--- MATERIAL FOR THIS TASK ---

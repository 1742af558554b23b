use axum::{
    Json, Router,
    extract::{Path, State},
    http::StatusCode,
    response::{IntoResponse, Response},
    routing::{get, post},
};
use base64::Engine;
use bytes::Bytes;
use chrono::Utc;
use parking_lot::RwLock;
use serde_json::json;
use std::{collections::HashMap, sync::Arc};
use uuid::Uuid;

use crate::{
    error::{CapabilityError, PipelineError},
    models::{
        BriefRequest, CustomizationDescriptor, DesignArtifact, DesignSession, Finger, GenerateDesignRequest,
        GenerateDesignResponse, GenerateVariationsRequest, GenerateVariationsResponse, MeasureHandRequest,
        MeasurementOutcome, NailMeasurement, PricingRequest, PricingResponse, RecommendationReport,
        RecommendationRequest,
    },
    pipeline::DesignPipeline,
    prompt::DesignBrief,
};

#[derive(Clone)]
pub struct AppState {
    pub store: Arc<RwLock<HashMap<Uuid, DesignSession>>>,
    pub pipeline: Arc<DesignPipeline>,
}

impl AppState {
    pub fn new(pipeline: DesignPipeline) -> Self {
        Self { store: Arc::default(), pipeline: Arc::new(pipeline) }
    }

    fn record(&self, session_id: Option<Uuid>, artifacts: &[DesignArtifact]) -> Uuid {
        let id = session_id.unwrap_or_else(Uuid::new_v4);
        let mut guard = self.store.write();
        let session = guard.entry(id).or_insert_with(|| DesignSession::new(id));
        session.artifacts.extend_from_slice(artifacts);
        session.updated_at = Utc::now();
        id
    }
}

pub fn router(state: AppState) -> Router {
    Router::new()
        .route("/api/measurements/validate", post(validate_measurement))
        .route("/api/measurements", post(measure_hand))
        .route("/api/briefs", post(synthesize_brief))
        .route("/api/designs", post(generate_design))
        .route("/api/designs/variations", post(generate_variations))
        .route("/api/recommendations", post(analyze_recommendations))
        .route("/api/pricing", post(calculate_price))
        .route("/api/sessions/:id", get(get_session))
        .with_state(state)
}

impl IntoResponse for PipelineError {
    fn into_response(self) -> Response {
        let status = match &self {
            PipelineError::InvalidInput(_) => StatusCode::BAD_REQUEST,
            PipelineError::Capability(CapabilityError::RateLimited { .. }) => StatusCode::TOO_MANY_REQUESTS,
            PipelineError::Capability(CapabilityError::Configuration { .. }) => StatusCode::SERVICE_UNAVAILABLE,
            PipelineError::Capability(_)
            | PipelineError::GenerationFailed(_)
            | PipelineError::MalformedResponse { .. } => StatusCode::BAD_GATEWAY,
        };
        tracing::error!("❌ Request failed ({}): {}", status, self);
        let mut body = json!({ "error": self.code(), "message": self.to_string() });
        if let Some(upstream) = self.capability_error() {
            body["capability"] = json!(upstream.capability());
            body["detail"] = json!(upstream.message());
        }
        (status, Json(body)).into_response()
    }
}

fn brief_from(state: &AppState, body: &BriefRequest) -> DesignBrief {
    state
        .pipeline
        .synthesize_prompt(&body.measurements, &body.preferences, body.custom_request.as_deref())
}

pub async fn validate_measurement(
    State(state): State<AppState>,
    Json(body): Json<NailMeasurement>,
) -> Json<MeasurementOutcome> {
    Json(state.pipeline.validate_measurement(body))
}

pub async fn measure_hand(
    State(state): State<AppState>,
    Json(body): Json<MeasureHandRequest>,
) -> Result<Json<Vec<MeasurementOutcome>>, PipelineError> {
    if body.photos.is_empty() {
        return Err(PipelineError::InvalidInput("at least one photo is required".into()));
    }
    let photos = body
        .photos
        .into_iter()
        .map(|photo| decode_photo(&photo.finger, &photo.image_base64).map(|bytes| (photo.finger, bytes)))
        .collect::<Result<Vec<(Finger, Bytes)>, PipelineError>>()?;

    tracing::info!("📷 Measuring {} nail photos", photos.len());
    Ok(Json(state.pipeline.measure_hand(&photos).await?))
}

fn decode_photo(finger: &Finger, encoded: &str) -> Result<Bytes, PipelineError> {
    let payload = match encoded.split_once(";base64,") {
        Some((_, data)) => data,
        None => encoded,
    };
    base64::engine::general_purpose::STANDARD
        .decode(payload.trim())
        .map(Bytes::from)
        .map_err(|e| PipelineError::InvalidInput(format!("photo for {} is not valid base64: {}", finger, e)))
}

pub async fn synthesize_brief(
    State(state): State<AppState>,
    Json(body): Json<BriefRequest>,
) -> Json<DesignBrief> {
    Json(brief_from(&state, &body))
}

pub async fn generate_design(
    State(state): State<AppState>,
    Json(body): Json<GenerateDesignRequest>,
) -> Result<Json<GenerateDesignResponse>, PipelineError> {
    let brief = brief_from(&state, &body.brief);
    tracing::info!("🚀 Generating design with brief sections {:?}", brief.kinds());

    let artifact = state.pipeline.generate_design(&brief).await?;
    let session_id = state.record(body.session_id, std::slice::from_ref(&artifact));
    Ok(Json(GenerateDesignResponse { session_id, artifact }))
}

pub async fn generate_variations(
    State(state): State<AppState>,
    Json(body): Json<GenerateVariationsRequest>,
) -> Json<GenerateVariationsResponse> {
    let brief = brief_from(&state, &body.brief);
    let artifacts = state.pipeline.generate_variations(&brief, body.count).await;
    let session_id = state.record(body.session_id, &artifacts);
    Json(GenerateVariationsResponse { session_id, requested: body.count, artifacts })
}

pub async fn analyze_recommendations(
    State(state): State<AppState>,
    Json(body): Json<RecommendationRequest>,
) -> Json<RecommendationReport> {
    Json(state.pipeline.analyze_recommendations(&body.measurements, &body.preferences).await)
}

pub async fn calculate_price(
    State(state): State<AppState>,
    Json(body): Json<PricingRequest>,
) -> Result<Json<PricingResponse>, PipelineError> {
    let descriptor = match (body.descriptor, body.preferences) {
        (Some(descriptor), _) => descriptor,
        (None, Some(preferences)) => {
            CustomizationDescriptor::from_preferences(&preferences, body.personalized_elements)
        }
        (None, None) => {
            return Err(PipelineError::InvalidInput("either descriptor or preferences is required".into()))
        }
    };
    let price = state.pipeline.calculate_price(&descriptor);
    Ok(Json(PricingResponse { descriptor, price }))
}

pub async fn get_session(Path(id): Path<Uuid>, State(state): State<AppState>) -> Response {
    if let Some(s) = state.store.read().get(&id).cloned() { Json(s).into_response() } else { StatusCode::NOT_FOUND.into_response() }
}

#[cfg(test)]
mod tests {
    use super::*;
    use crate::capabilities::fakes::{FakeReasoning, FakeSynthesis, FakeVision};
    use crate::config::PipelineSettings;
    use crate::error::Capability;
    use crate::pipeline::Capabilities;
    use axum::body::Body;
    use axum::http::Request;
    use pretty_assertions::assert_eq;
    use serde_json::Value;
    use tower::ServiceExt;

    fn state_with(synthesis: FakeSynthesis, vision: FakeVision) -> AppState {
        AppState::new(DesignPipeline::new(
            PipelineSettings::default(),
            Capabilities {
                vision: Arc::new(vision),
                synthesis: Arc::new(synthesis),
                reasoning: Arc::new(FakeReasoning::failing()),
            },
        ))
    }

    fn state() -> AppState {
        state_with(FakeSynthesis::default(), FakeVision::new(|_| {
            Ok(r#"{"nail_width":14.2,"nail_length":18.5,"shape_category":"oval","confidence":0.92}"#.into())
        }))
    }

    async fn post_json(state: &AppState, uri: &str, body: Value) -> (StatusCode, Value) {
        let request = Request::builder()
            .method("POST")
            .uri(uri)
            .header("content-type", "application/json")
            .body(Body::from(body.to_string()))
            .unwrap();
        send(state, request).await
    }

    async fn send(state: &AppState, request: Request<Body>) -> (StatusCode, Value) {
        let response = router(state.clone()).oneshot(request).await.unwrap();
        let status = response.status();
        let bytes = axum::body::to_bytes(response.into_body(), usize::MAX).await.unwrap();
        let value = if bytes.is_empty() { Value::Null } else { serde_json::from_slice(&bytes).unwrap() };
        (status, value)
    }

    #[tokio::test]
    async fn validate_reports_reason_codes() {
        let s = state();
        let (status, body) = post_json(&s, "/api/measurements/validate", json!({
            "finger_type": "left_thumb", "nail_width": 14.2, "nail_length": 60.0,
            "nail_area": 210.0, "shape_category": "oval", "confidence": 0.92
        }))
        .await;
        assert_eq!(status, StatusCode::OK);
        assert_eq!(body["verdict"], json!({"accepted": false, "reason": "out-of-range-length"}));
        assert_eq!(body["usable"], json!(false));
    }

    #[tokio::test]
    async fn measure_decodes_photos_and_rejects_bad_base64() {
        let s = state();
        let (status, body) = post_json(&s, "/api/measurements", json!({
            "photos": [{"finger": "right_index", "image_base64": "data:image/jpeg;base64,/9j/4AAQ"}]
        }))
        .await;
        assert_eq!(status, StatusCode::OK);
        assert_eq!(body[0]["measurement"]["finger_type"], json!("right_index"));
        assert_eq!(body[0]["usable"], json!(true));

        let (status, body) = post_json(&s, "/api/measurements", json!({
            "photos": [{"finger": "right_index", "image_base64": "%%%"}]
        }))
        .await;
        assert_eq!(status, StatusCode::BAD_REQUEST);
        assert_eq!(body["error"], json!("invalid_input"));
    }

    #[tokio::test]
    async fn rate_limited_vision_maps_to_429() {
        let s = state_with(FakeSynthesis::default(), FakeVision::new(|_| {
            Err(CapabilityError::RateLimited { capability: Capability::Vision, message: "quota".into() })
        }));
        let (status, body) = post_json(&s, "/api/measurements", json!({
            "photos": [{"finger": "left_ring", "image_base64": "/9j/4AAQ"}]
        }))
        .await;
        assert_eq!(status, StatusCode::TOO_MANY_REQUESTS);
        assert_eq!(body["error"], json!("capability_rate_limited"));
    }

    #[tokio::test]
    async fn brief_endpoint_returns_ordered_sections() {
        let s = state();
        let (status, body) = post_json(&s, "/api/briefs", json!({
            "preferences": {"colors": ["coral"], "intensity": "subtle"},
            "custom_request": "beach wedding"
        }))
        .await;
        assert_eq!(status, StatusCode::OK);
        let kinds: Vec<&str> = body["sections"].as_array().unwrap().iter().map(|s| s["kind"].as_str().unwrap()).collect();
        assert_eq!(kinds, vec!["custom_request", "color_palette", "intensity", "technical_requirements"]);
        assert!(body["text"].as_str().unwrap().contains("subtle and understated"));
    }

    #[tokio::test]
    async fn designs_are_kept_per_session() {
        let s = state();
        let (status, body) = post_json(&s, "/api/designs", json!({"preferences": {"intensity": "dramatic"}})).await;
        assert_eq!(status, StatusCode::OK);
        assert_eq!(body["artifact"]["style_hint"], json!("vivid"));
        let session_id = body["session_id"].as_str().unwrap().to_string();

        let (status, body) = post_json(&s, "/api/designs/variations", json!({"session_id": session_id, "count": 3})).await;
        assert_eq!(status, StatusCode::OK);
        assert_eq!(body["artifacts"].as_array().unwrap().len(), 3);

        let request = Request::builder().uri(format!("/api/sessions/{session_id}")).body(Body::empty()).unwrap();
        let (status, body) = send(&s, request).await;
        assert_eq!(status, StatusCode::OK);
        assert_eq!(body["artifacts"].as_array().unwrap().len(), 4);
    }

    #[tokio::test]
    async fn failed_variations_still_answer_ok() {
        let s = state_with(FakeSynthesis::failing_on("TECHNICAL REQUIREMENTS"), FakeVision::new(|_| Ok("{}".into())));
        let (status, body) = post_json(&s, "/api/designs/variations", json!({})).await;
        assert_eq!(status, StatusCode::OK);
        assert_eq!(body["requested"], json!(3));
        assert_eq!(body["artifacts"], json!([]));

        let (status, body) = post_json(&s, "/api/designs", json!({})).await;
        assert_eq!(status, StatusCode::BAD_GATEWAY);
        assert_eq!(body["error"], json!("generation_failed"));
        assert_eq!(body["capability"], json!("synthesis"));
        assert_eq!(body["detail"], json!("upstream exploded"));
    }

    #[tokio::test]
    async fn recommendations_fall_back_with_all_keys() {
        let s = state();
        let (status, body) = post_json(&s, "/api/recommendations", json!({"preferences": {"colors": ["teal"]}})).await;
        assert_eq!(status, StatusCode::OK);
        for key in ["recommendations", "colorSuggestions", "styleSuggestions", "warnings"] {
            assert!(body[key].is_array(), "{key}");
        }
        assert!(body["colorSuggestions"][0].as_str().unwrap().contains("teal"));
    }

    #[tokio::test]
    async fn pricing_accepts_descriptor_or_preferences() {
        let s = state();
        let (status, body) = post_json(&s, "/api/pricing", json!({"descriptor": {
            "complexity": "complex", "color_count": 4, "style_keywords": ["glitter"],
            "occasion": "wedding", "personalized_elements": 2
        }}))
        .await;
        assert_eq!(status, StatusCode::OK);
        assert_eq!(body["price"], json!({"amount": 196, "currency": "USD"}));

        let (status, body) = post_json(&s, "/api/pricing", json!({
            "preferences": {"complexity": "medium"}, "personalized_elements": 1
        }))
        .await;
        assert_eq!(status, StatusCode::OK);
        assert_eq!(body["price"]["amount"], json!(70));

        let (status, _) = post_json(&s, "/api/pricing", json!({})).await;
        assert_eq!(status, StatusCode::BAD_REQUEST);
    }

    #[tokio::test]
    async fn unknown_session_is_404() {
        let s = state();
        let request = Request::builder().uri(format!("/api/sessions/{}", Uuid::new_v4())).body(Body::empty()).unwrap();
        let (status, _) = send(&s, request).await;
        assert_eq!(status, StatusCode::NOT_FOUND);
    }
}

---

PROBLEM → With "store" as the string to match, show every line of the entries above that has it.

RESPONSE TO THE EXERCISE →
    pub store: Arc<RwLock<HashMap<Uuid, DesignSession>>>,
        Self { store: Arc::default(), pipeline: Arc::new(pipeline) }
        let mut guard = self.store.write();
    if let Some(s) = state.store.read().get(&id).cloned() { Json(s).into_response() } else { StatusCode::NOT_FOUND.into_response() }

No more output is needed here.